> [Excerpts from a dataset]
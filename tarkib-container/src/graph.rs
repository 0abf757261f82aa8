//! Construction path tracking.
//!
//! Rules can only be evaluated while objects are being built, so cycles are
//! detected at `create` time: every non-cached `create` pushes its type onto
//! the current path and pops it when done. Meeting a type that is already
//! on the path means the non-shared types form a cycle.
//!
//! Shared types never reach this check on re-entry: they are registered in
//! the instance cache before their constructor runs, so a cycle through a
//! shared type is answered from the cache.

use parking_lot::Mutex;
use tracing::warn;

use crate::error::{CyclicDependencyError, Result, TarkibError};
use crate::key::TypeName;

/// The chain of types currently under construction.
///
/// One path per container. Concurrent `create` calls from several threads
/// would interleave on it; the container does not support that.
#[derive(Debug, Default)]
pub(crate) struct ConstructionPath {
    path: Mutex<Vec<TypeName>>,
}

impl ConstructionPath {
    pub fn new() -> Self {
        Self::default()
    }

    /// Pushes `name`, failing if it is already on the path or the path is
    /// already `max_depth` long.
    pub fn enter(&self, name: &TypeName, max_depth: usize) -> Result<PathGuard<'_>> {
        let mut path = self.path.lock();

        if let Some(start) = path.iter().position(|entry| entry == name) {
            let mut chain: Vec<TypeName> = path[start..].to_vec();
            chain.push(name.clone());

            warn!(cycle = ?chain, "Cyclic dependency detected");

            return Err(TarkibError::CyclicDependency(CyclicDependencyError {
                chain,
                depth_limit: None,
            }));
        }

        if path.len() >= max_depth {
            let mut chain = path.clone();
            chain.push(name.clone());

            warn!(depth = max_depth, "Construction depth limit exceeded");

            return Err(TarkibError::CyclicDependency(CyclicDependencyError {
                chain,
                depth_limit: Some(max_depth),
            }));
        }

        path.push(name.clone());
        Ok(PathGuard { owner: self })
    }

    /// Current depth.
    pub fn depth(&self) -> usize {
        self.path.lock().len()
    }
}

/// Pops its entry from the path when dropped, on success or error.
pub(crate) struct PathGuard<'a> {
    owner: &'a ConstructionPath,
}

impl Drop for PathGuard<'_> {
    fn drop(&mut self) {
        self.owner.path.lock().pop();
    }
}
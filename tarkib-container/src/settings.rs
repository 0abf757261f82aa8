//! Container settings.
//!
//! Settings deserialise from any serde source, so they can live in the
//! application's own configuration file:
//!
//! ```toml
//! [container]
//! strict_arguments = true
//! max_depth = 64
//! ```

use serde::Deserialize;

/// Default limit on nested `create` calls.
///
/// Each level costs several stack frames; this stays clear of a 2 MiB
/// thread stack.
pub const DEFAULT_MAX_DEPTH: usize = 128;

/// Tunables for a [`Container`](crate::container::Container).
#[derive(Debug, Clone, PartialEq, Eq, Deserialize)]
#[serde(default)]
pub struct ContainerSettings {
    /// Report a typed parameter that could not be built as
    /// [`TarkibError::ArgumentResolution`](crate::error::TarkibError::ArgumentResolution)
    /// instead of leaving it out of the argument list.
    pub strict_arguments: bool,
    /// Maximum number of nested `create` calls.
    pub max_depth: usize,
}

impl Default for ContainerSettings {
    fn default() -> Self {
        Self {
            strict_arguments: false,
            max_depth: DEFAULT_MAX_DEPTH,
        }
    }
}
---
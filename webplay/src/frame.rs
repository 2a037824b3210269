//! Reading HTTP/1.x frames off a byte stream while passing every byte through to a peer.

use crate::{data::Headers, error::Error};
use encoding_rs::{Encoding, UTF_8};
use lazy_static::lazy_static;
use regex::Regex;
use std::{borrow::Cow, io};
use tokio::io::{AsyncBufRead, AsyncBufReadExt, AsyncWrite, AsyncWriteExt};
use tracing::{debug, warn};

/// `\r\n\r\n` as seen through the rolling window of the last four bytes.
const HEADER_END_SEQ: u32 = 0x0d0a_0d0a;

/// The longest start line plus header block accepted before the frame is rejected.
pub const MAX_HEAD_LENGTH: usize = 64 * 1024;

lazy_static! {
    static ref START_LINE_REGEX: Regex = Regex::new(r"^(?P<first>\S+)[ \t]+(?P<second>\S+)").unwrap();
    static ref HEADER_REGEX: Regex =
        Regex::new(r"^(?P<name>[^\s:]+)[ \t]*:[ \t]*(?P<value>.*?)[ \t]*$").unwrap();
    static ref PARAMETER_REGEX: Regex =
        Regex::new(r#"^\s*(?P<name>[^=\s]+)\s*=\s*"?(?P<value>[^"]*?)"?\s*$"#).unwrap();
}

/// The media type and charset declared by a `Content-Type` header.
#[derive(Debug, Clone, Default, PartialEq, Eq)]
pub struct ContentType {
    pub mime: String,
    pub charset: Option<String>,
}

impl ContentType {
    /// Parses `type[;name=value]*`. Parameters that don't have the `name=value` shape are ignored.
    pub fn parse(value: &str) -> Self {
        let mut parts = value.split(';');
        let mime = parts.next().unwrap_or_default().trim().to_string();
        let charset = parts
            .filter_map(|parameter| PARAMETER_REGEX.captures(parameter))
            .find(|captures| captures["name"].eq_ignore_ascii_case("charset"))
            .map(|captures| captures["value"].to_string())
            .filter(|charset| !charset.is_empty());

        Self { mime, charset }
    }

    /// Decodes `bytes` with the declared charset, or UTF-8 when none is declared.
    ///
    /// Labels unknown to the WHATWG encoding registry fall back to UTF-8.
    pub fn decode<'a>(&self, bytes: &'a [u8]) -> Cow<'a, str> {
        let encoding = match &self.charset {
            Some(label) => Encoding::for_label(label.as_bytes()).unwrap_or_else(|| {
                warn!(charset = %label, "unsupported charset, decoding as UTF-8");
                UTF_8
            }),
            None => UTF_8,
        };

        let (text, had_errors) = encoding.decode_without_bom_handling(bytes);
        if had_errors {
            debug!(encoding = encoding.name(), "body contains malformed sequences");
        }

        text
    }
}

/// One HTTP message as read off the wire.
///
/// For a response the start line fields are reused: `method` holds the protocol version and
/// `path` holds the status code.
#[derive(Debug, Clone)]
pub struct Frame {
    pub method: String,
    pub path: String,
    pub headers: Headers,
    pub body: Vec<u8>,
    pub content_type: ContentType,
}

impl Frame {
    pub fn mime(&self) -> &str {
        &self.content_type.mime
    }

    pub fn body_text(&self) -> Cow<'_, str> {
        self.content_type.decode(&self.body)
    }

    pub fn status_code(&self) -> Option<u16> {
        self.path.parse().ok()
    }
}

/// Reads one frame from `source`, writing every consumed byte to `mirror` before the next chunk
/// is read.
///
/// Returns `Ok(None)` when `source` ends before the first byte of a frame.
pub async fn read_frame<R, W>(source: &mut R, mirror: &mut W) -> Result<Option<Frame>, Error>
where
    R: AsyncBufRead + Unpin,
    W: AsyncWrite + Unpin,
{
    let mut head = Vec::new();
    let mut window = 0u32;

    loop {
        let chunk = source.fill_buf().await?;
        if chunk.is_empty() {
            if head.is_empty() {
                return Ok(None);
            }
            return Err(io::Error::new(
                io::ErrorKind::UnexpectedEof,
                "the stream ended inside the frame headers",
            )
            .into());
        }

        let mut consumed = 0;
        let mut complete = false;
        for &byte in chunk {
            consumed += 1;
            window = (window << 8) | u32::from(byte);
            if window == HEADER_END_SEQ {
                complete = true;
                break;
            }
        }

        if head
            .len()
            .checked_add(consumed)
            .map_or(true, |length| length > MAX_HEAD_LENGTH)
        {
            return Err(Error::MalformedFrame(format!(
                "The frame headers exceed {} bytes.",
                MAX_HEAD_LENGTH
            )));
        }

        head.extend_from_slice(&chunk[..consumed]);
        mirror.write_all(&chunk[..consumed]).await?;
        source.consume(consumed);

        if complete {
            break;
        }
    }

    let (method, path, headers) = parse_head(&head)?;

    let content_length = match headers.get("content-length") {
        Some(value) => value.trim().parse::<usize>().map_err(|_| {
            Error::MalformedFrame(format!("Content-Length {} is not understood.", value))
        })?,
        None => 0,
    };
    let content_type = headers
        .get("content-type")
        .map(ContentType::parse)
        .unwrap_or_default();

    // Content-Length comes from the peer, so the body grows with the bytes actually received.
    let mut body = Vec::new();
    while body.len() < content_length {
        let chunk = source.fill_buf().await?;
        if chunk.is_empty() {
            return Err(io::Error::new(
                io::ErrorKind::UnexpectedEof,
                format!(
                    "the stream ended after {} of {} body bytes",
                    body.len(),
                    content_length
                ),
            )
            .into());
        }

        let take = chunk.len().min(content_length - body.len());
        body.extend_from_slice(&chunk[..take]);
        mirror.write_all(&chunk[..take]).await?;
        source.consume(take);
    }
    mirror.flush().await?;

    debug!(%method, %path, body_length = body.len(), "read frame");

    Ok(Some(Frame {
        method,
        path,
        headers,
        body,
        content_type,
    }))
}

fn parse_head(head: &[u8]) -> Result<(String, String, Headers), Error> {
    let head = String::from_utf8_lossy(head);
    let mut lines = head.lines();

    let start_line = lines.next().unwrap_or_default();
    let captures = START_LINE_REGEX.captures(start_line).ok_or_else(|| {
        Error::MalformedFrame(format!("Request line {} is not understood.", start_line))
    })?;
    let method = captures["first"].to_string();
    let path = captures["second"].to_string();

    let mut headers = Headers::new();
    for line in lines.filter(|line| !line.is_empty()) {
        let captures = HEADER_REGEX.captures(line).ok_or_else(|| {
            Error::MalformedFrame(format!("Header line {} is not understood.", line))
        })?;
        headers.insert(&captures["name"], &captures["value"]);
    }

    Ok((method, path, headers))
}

> [TASK REQUIREMENTS] The stretch of entries above that starts with the line containing "filename tarkib-container/src/graph.rs" and goes on through the line containing "use crate::key::TypeName;" is to be transcribed exactly, and no other line is to be transcribed.

> [SOLUTION]
filename tarkib-container/src/graph.rs
repository 0abf757261f82aa8
//! Construction path tracking.
//!
//! Rules can only be evaluated while objects are being built, so cycles are
//! detected at `create` time: every non-cached `create` pushes its type onto
//! the current path and pops it when done. Meeting a type that is already
//! on the path means the non-shared types form a cycle.
//!
//! Shared types never reach this check on re-entry: they are registered in
//! the instance cache before their constructor runs, so a cycle through a
//! shared type is answered from the cache.

use parking_lot::Mutex;
use tracing::warn;

use crate::error::{CyclicDependencyError, Result, TarkibError};
use crate::key::TypeName;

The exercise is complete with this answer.